About this exercise: Copy all the records exactly; the complete set is the expected result.

(Saved data entries)
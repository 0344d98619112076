use crate::domain::{models::cart::Cart, ports::CartRepository};
use crate::error::AppError;
use async_trait::async_trait;
use sqlx::PgPool;

pub struct PostgresCartRepo {
    pool: PgPool,
}

impl PostgresCartRepo {
    pub fn new(pool: PgPool) -> Self {
        Self { pool }
    }
}

#[async_trait]
impl CartRepository for PostgresCartRepo {
    async fn load(&self, session_id: &str) -> Result<Option<Cart>, AppError> {
        sqlx::query_as::<_, Cart>("SELECT * FROM carts WHERE session_id = $1")
            .bind(session_id)
            .fetch_optional(&self.pool)
            .await
            .map_err(AppError::Database)
    }

    async fn save(&self, cart: &Cart) -> Result<(), AppError> {
        sqlx::query(
            r#"INSERT INTO carts (session_id, items, updated_at) VALUES ($1, $2, $3)
               ON CONFLICT(session_id) DO UPDATE SET items = excluded.items, updated_at = excluded.updated_at"#
        )
            .bind(&cart.session_id)
            .bind(&cart.items)
            .bind(cart.updated_at)
            .execute(&self.pool)
            .await
            .map_err(AppError::Database)?;
        Ok(())
    }

    async fn delete(&self, session_id: &str) -> Result<(), AppError> {
        sqlx::query("DELETE FROM carts WHERE session_id = $1")
            .bind(session_id)
            .execute(&self.pool)
            .await
            .map_err(AppError::Database)?;
        Ok(())
    }
}
use serde::{Deserialize, Serialize};
use chrono::{DateTime, Utc};
use sqlx::FromRow;
use uuid::Uuid;

/// Catalog entry. `product_type` is CAMP, BIRTHDAY, SUBSCRIPTION, ...
/// Prices are in minor currency units.
#[derive(Debug, Serialize, Deserialize, FromRow, Clone)]
pub struct Product {
    pub id: String,
    pub name: String,
    pub product_type: String,
    pub price: i64,
    pub is_active: bool,
    pub created_at: DateTime<Utc>,
}

impl Product {
    pub fn new(name: String, product_type: String, price: i64) -> Self {
        Self {
            id: Uuid::new_v4().to_string(),
            name,
            product_type: product_type.to_uppercase(),
            price,
            is_active: true,
            created_at: Utc::now(),
        }
    }
}
use crate::domain::{models::location::Location, ports::LocationRepository};
use crate::error::AppError;
use async_trait::async_trait;
use sqlx::{Row, SqlitePool};

pub struct SqliteLocationRepo {
    pool: SqlitePool,
}

impl SqliteLocationRepo {
    pub fn new(pool: SqlitePool) -> Self {
        Self { pool }
    }
}

#[async_trait]
impl LocationRepository for SqliteLocationRepo {
    async fn create(&self, location: &Location) -> Result<Location, AppError> {
        sqlx::query_as::<_, Location>(
            r#"INSERT INTO locations (
                id, name, address, capacity, timezone, is_active, allowed_camp_types, allowed_dates, created_at
            ) VALUES (?, ?, ?, ?, ?, ?, ?, ?, ?)
            RETURNING *"#
        )
            .bind(&location.id)
            .bind(&location.name)
            .bind(&location.address)
            .bind(location.capacity)
            .bind(&location.timezone)
            .bind(location.is_active)
            .bind(&location.allowed_camp_types)
            .bind(&location.allowed_dates)
            .bind(location.created_at)
            .fetch_one(&self.pool)
            .await
            .map_err(AppError::Database)
    }

    async fn find_by_id(&self, id: &str) -> Result<Option<Location>, AppError> {
        sqlx::query_as::<_, Location>("SELECT * FROM locations WHERE id = ?")
            .bind(id)
            .fetch_optional(&self.pool)
            .await
            .map_err(AppError::Database)
    }

    async fn list(&self) -> Result<Vec<Location>, AppError> {
        sqlx::query_as::<_, Location>("SELECT * FROM locations ORDER BY name ASC")
            .fetch_all(&self.pool)
            .await
            .map_err(AppError::Database)
    }

    async fn update(&self, location: &Location) -> Result<Location, AppError> {
        sqlx::query_as::<_, Location>(
            r#"UPDATE locations SET
                name=?, address=?, capacity=?, timezone=?, is_active=?, allowed_camp_types=?, allowed_dates=?
               WHERE id=? RETURNING *"#
        )
            .bind(&location.name)
            .bind(&location.address)
            .bind(location.capacity)
            .bind(&location.timezone)
            .bind(location.is_active)
            .bind(&location.allowed_camp_types)
            .bind(&location.allowed_dates)
            .bind(&location.id)
            .fetch_optional(&self.pool)
            .await
            .map_err(AppError::Database)?
            .ok_or_else(|| AppError::NotFound(format!("Location {} not found", location.id)))
    }

    async fn delete(&self, id: &str) -> Result<(), AppError> {
        let mut tx = self.pool.begin().await.map_err(AppError::Database)?;

        let refs = sqlx::query(
            "SELECT (SELECT COUNT(*) FROM bookings WHERE location_id = ?) + (SELECT COUNT(*) FROM recurring_templates WHERE location_id = ?) + (SELECT COUNT(*) FROM events WHERE location_id = ?) AS refs"
        )
            .bind(id).bind(id).bind(id)
            .fetch_one(&mut *tx)
            .await
            .map_err(AppError::Database)?;
        if refs.get::<i64, _>("refs") > 0 {
            return Err(AppError::Conflict("Location is still referenced; deactivate it instead".into()));
        }

        let result = sqlx::query("DELETE FROM locations WHERE id = ?")
            .bind(id)
            .execute(&mut *tx)
            .await
            .map_err(AppError::Database)?;
        if result.rows_affected() == 0 {
            return Err(AppError::NotFound("Location not found".into()));
        }
        tx.commit().await.map_err(AppError::Database)?;
        Ok(())
    }
}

Answer for this exercise:
repository 0344d98619112076
use crate::domain::{models::cart::Cart, ports::CartRepository};
use crate::error::AppError;
use async_trait::async_trait;
use sqlx::PgPool;

pub struct PostgresCartRepo {
    pool: PgPool,
}

impl PostgresCartRepo {
    pub fn new(pool: PgPool) -> Self {
        Self { pool }
    }
}

#[async_trait]
impl CartRepository for PostgresCartRepo {
    async fn load(&self, session_id: &str) -> Result<Option<Cart>, AppError> {
        sqlx::query_as::<_, Cart>("SELECT * FROM carts WHERE session_id = $1")
            .bind(session_id)
            .fetch_optional(&self.pool)
            .await
            .map_err(AppError::Database)
    }

    async fn save(&self, cart: &Cart) -> Result<(), AppError> {
        sqlx::query(
            r#"INSERT INTO carts (session_id, items, updated_at) VALUES ($1, $2, $3)
               ON CONFLICT(session_id) DO UPDATE SET items = excluded.items, updated_at = excluded.updated_at"#
        )
            .bind(&cart.session_id)
            .bind(&cart.items)
            .bind(cart.updated_at)
            .execute(&self.pool)
            .await
            .map_err(AppError::Database)?;
        Ok(())
    }

    async fn delete(&self, session_id: &str) -> Result<(), AppError> {
        sqlx::query("DELETE FROM carts WHERE session_id = $1")
            .bind(session_id)
            .execute(&self.pool)
            .await
            .map_err(AppError::Database)?;
        Ok(())
    }
}
use serde::{Deserialize, Serialize};
use chrono::{DateTime, Utc};
use sqlx::FromRow;
use uuid::Uuid;

/// Catalog entry. `product_type` is CAMP, BIRTHDAY, SUBSCRIPTION, ...
/// Prices are in minor currency units.
#[derive(Debug, Serialize, Deserialize, FromRow, Clone)]
pub struct Product {
    pub id: String,
    pub name: String,
    pub product_type: String,
    pub price: i64,
    pub is_active: bool,
    pub created_at: DateTime<Utc>,
}

impl Product {
    pub fn new(name: String, product_type: String, price: i64) -> Self {
        Self {
            id: Uuid::new_v4().to_string(),
            name,
            product_type: product_type.to_uppercase(),
            price,
            is_active: true,
            created_at: Utc::now(),
        }
    }
}
use crate::domain::{models::location::Location, ports::LocationRepository};
use crate::error::AppError;
use async_trait::async_trait;
use sqlx::{Row, SqlitePool};

pub struct SqliteLocationRepo {
    pool: SqlitePool,
}

impl SqliteLocationRepo {
    pub fn new(pool: SqlitePool) -> Self {
        Self { pool }
    }
}

#[async_trait]
impl LocationRepository for SqliteLocationRepo {
    async fn create(&self, location: &Location) -> Result<Location, AppError> {
        sqlx::query_as::<_, Location>(
            r#"INSERT INTO locations (
                id, name, address, capacity, timezone, is_active, allowed_camp_types, allowed_dates, created_at
            ) VALUES (?, ?, ?, ?, ?, ?, ?, ?, ?)
            RETURNING *"#
        )
            .bind(&location.id)
            .bind(&location.name)
            .bind(&location.address)
            .bind(location.capacity)
            .bind(&location.timezone)
            .bind(location.is_active)
            .bind(&location.allowed_camp_types)
            .bind(&location.allowed_dates)
            .bind(location.created_at)
            .fetch_one(&self.pool)
            .await
            .map_err(AppError::Database)
    }

    async fn find_by_id(&self, id: &str) -> Result<Option<Location>, AppError> {
        sqlx::query_as::<_, Location>("SELECT * FROM locations WHERE id = ?")
            .bind(id)
            .fetch_optional(&self.pool)
            .await
            .map_err(AppError::Database)
    }

    async fn list(&self) -> Result<Vec<Location>, AppError> {
        sqlx::query_as::<_, Location>("SELECT * FROM locations ORDER BY name ASC")
            .fetch_all(&self.pool)
            .await
            .map_err(AppError::Database)
    }

    async fn update(&self, location: &Location) -> Result<Location, AppError> {
        sqlx::query_as::<_, Location>(
            r#"UPDATE locations SET
                name=?, address=?, capacity=?, timezone=?, is_active=?, allowed_camp_types=?, allowed_dates=?
               WHERE id=? RETURNING *"#
        )
            .bind(&location.name)
            .bind(&location.address)
            .bind(location.capacity)
            .bind(&location.timezone)
            .bind(location.is_active)
            .bind(&location.allowed_camp_types)
            .bind(&location.allowed_dates)
            .bind(&location.id)
            .fetch_optional(&self.pool)
            .await
            .map_err(AppError::Database)?
            .ok_or_else(|| AppError::NotFound(format!("Location {} not found", location.id)))
    }

    async fn delete(&self, id: &str) -> Result<(), AppError> {
        let mut tx = self.pool.begin().await.map_err(AppError::Database)?;

        let refs = sqlx::query(
            "SELECT (SELECT COUNT(*) FROM bookings WHERE location_id = ?) + (SELECT COUNT(*) FROM recurring_templates WHERE location_id = ?) + (SELECT COUNT(*) FROM events WHERE location_id = ?) AS refs"
        )
            .bind(id).bind(id).bind(id)
            .fetch_one(&mut *tx)
            .await
            .map_err(AppError::Database)?;
        if refs.get::<i64, _>("refs") > 0 {
            return Err(AppError::Conflict("Location is still referenced; deactivate it instead".into()));
        }

        let result = sqlx::query("DELETE FROM locations WHERE id = ?")
            .bind(id)
            .execute(&mut *tx)
            .await
            .map_err(AppError::Database)?;
        if result.rows_affected() == 0 {
            return Err(AppError::NotFound("Location not found".into()));
        }
        tx.commit().await.map_err(AppError::Database)?;
        Ok(())
    }
}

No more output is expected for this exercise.